Christophe Laudamiel (image via dillongallery.com) |
“Remembrance”, with its fruity top notes, woody heart and
a much-pointed-out linden (lime blossom) note, certainly was a distinctive
ambient scent. But it also seemed the least reflective of what I took to be the
exhibit’s overall intention: a commentary on the blandness and caution that
restrain commercial perfumery, and a passionate argument for perfumery’s
oft-ignored but well-deserved place among other fine arts.
Two of the scents addressed the infamous IFRA restrictions
that force perfumers toward a continually shrinking palette of materials, and
of course to re-formulate classics into watered-down or, as Laudamiel calls
them, “diet” fragrances. One of these, called “At Your Own Risk”, showcased
pure rose oil, sandalwood oil, moss extracts and mandarin oil – all materials
restricted in some way by IFRA rules – with a brilliantly pleasant effect: how
could anything that smells this good
be dangerous?
The other, “Fragile”, recreated the smell of fresh lemon
zest. The exhibition label stated that perfumers are not allowed to use
materials that can’t withstand high temperatures for a sustained period of time
(120 degrees Fahrenheit for 1-2 months!) and thus no lemon note this saturated
and hyper-real would ever find its way into a mainstream perfume. The label
also emphasized, however, that pure lemon oil alone wasn’t sufficient to create
the whole experience, and that it needed to be “retouched” with other materials
to achieve the desired realism.
Designing a scent could therefore be described, in the
simplest terms, as producing the scent of some thing using materials that are
not that thing. That magic – of a brain tricked into thinking it smells
something that is actually a fabrication – came to life most vividly in “The
Banana and the Monkey”, which lived up to its title perfectly. The label for
this scent cheekily declared that no “actual bananas or any monkey extracts”
were used.
(image via dillongallery.com) |
“The Banana and the Monkey” was also a quasi-celebration
of smells that are commonly deemed not pleasant enough to use in perfume, or
outright unpleasant (i.e. certain aspects of the smell of banana). Laudamiel
took that idea further with “Fear”, which sought to evoke that particular
emotion through the mineral smell of stones (alluding to a cemetery) and ferric
and metallic notes (rust, blood).
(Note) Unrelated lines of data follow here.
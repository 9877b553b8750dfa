//! Per-item and per-day aggregation over finalized sessions.
//!
//! Breaks are recorded like any other session but never count as focus.

use std::collections::BTreeMap;

use chrono::{Local, NaiveDate, TimeZone};
use serde::{Deserialize, Serialize};

use crate::board::ItemId;
use crate::session::FocusSession;

/// Focused milliseconds logged against `item`.
pub fn total_focused_ms(sessions: &[FocusSession], item: &ItemId) -> u64 {
    sessions
        .iter()
        .filter(|s| s.mode.is_focus() && s.item_id.as_ref() == Some(item))
        .map(|s| s.duration_ms)
        .sum()
}

/// Sessions whose start falls on `date` in local time, oldest first.
pub fn sessions_on(sessions: &[FocusSession], date: NaiveDate) -> Vec<FocusSession> {
    let mut day: Vec<_> = sessions
        .iter()
        .filter(|s| local_date(s.start_epoch_ms) == Some(date))
        .cloned()
        .collect();
    day.sort_by_key(|s| s.start_epoch_ms);
    day
}

/// Focused milliseconds per local calendar day.
pub fn daily_totals(sessions: &[FocusSession]) -> BTreeMap<NaiveDate, u64> {
    let mut totals = BTreeMap::new();
    for session in sessions.iter().filter(|s| s.mode.is_focus()) {
        if let Some(date) = local_date(session.start_epoch_ms) {
            *totals.entry(date).or_insert(0) += session.duration_ms;
        }
    }
    totals
}

/// Focused milliseconds per item.
pub fn item_totals(sessions: &[FocusSession]) -> BTreeMap<ItemId, u64> {
    let mut totals = BTreeMap::new();
    for session in sessions.iter().filter(|s| s.mode.is_focus()) {
        if let Some(item) = &session.item_id {
            *totals.entry(item.clone()).or_insert(0) += session.duration_ms;
        }
    }
    totals
}

/// One day's sessions with its focus total.
#[derive(Debug, Clone, Serialize, Deserialize)]
pub struct DayReport {
    pub date: NaiveDate,
    pub focused_ms: u64,
    pub break_ms: u64,
    pub sessions: Vec<FocusSession>,
}

impl DayReport {
    pub fn build(sessions: &[FocusSession], date: NaiveDate) -> Self {
        let sessions = sessions_on(sessions, date);
        let (focus, rest): (Vec<_>, Vec<_>) = sessions.iter().partition(|s| s.mode.is_focus());
        Self {
            date,
            focused_ms: focus.iter().map(|s| s.duration_ms).sum(),
            break_ms: rest.iter().map(|s| s.duration_ms).sum(),
            sessions,
        }
    }
}

/// `"1 h 05 min"` / `"25 min"` for display.
pub fn format_focused(ms: u64) -> String {
    let hours = ms / 3_600_000;
    let minutes = (ms % 3_600_000) / 60_000;
    if hours > 0 {
        format!("{hours} h {minutes:02} min")
    } else {
        format!("{minutes} min")
    }
}

fn local_date(epoch_ms: i64) -> Option<NaiveDate> {
    Local
        .timestamp_millis_opt(epoch_ms)
        .single()
        .map(|dt| dt.date_naive())
}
It immediately called to mind Patti Smith
singing the line “Aluminum smells like fear” on R.E.M.’s New Adventures in Hi-Fi. These two scents were the furthest of the
seven from what one thinks of as “perfume,” and serve as a terrific
illustration of what an olfactory artist like Laudamiel can do when not bound
by an abstract imperative for beauty (or a corporate creative brief, for that
matter – in his money-making life, Laudamiel authored Abercrombie & Fitch’s
Fierce).
The last scent in the series, “The Whip and the Orchid”,
was conceived as an olfactory amalgam of Robert Mapplethorpe’s self-portrait
with a whip and his photographs of orchids. This scent, with its elegant floral
and sensual leather facets, was arguably the closest to something that could be
sold as a personal fragrance, but no less a pure work of art than any of the
others because of it. Complex and incredibly memorable, “The Whip and the
Orchid” revealed the full extent of the vision, expertise and craftsmanship
that scent, as a medium, can accommodate.
In keeping with the anti-establishment attitude of the whole show, Laudamiel intends to publish the formula
for “The Whip and the Orchid” in the public domain at some point in the future.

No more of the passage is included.